PROBLEM TO SOLVE: Search the records that follow and extract every line containing the string "warnings".

[Stored data]
//! Normalized schema models.
//!
//! Every engine's catalog output is converted into these types. Names are
//! kept exactly as the engine reports them.

use crate::models::EngineType;
use chrono::{DateTime, Utc};
use indexmap::IndexMap;
use serde::{Deserialize, Serialize};

/// Cross-engine view of one database's structure.
#[derive(Debug, Clone, Serialize, Deserialize)]
pub struct SchemaInfo {
    pub engine: EngineType,
    /// Table name → descriptor, in the engine's natural order.
    pub tables: IndexMap<String, TableSchema>,
    pub relationships: Vec<Relationship>,
    #[serde(default, skip_serializing_if = "Vec::is_empty")]
    pub views: Vec<ViewInfo>,
    /// Optional enrichments that could not be collected.
    #[serde(default, skip_serializing_if = "Vec::is_empty")]
    pub warnings: Vec<String>,
    pub discovered_at: DateTime<Utc>,
}

impl SchemaInfo {
    pub fn empty(engine: EngineType) -> Self {
        Self {
            engine,
            tables: IndexMap::new(),
            relationships: Vec::new(),
            views: Vec::new(),
            warnings: Vec::new(),
            discovered_at: Utc::now(),
        }
    }

    pub fn table(&self, name: &str) -> Option<&TableSchema> {
        self.tables.get(name)
    }

    pub fn table_names(&self) -> impl Iterator<Item = &str> {
        self.tables.keys().map(String::as_str)
    }

    /// True if `table.column` exists in the table map.
    pub fn has_column(&self, table: &str, column: &str) -> bool {
        self.tables
            .get(table)
            .is_some_and(|t| t.columns.iter().any(|c| c.name == column))
    }
}

#[derive(Debug, Clone, Serialize, Deserialize)]
pub struct TableSchema {
    pub name: String,
    pub columns: Vec<ColumnDefinition>,
    pub primary_keys: Vec<String>,
    pub foreign_keys: Vec<ForeignKey>,
    pub indexes: Vec<IndexInfo>,
    #[serde(skip_serializing_if = "Option::is_none")]
    pub row_count: Option<u64>,
}

impl TableSchema {
    pub fn new(name: impl Into<String>) -> Self {
        Self {
            name: name.into(),
            columns: Vec::new(),
            primary_keys: Vec::new(),
            foreign_keys: Vec::new(),
            indexes: Vec::new(),
            row_count: None,
        }
    }

    pub fn with_column(mut self, column: ColumnDefinition) -> Self {
        self.columns.push(column);
        self
    }

    pub fn column(&self, name: &str) -> Option<&ColumnDefinition> {
        self.columns.iter().find(|c| c.name == name)
    }
}

#[derive(Debug, Clone, Serialize, Deserialize)]
pub struct ColumnDefinition {
    pub name: String,
    /// Engine-native type (e.g., `varchar(30)`, `bigint unsigned`, `INTEGER`)
    pub data_type: String,
    pub nullable: bool,
    /// Default expression as the engine reports it
    #[serde(skip_serializing_if = "Option::is_none")]
    pub default_value: Option<String>,
    pub is_primary_key: bool,
    pub is_foreign_key: bool,
    #[serde(skip_serializing_if = "Option::is_none")]
    pub max_length: Option<i64>,
    #[serde(skip_serializing_if = "Option::is_none")]
    pub numeric_precision: Option<i64>,
    #[serde(skip_serializing_if = "Option::is_none")]
    pub numeric_scale: Option<i64>,
}

impl ColumnDefinition {
    /// Create a new column definition.
    pub fn new(name: impl Into<String>, data_type: impl Into<String>, nullable: bool) -> Self {
        Self {
            name: name.into(),
            data_type: data_type.into(),
            nullable,
            default_value: None,
            is_primary_key: false,
            is_foreign_key: false,
            max_length: None,
            numeric_precision: None,
            numeric_scale: None,
        }
    }

    pub fn with_primary_key(mut self, is_pk: bool) -> Self {
        self.is_primary_key = is_pk;
        self
    }

    pub fn with_default(mut self, default_value: Option<String>) -> Self {
        self.default_value = default_value.filter(|d| !d.is_empty());
        self
    }

    pub fn with_max_length(mut self, max_length: Option<i64>) -> Self {
        self.max_length = max_length;
        self
    }

    pub fn with_precision(mut self, precision: Option<i64>, scale: Option<i64>) -> Self {
        self.numeric_precision = precision;
        self.numeric_scale = scale;
        self
    }
}

#[derive(Debug, Clone, Serialize, Deserialize)]
pub struct ForeignKey {
    #[serde(skip_serializing_if = "Option::is_none")]
    pub name: Option<String>,
    pub column: String,
    pub references_table: String,
    pub references_column: String,
    pub on_delete: ForeignKeyAction,
    pub on_update: ForeignKeyAction,
}

impl ForeignKey {
    pub fn new(
        column: impl Into<String>,
        references_table: impl Into<String>,
        references_column: impl Into<String>,
    ) -> Self {
        Self {
            name: None,
            column: column.into(),
            references_table: references_table.into(),
            references_column: references_column.into(),
            on_delete: ForeignKeyAction::NoAction,
            on_update: ForeignKeyAction::NoAction,
        }
    }

    pub fn with_name(mut self, name: Option<String>) -> Self {
        self.name = name;
        self
    }

    pub fn with_actions(mut self, on_delete: &str, on_update: &str) -> Self {
        self.on_delete = ForeignKeyAction::parse(on_delete);
        self.on_update = ForeignKeyAction::parse(on_update);
        self
    }
}

/// Foreign key referential action.
#[derive(Debug, Clone, Copy, PartialEq, Eq, Default, Serialize, Deserialize)]
#[serde(rename_all = "snake_case")]
pub enum ForeignKeyAction {
    #[default]
    NoAction,
    Restrict,
    Cascade,
    SetNull,
    SetDefault,
}

impl ForeignKeyAction {
    /// Parse from the catalog's rule text.
    pub fn parse(s: &str) -> Self {
        match s.trim().to_uppercase().as_str() {
            "CASCADE" => Self::Cascade,
            "SET NULL" => Self::SetNull,
            "SET DEFAULT" => Self::SetDefault,
            "RESTRICT" => Self::Restrict,
            _ => Self::NoAction,
        }
    }
}

#[derive(Debug, Clone, Serialize, Deserialize)]
pub struct IndexInfo {
    pub name: String,
    pub columns: Vec<String>,
    pub is_unique: bool,
    pub is_primary: bool,
}

impl IndexInfo {
    pub fn new(name: impl Into<String>, columns: Vec<String>) -> Self {
        Self {
            name: name.into(),
            columns,
            is_unique: false,
            is_primary: false,
        }
    }

    pub fn with_unique(mut self, is_unique: bool) -> Self {
        self.is_unique = is_unique;
        self
    }

    /// Primary key indexes are always unique.
    pub fn with_primary(mut self, is_primary: bool) -> Self {
        self.is_primary = is_primary;
        if is_primary {
            self.is_unique = true;
        }
        self
    }
}

/// One foreign-key edge between two tables.
#[derive(Debug, Clone, PartialEq, Eq, Serialize, Deserialize)]
pub struct Relationship {
    pub table: String,
    pub column: String,
    pub referenced_table: String,
    pub referenced_column: String,
}

#[derive(Debug, Clone, Serialize, Deserialize)]
pub struct ViewInfo {
    pub name: String,
    #[serde(skip_serializing_if = "Option::is_none")]
    pub definition: Option<String>,
}

#[cfg(test)]
mod tests {
    use super::*;

    #[test]
    fn test_foreign_key_action_parse() {
        assert_eq!(ForeignKeyAction::parse("cascade"), ForeignKeyAction::Cascade);
        assert_eq!(ForeignKeyAction::parse("SET NULL"), ForeignKeyAction::SetNull);
        assert_eq!(ForeignKeyAction::parse(""), ForeignKeyAction::NoAction);
    }

    #[test]
    fn test_primary_index_is_unique() {
        let idx = IndexInfo::new("pk_users", vec!["id".into()]).with_primary(true);
        assert!(idx.is_unique);
    }

    #[test]
    fn test_empty_schema_serializes_empty_collections() {
        let schema = SchemaInfo::empty(EngineType::SQLite);
        let json = serde_json::to_value(&schema).unwrap();
        assert_eq!(json["tables"], serde_json::json!({}));
        assert_eq!(json["relationships"], serde_json::json!([]));
    }

    #[test]
    fn test_tables_keep_insertion_order() {
        let mut schema = SchemaInfo::empty(EngineType::PostgreSQL);
        for name in ["zebra", "apple", "mango"] {
            schema.tables.insert(name.to_string(), TableSchema::new(name));
        }
        let names: Vec<&str> = schema.table_names().collect();
        assert_eq!(names, vec!["zebra", "apple", "mango"]);
    }

    #[test]
    fn test_blank_default_dropped() {
        let col = ColumnDefinition::new("a", "TEXT", true).with_default(Some(String::new()));
        assert!(col.default_value.is_none());
    }
}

SOLUTION FOR THIS TASK:
    pub warnings: Vec<String>,
            warnings: Vec::new(),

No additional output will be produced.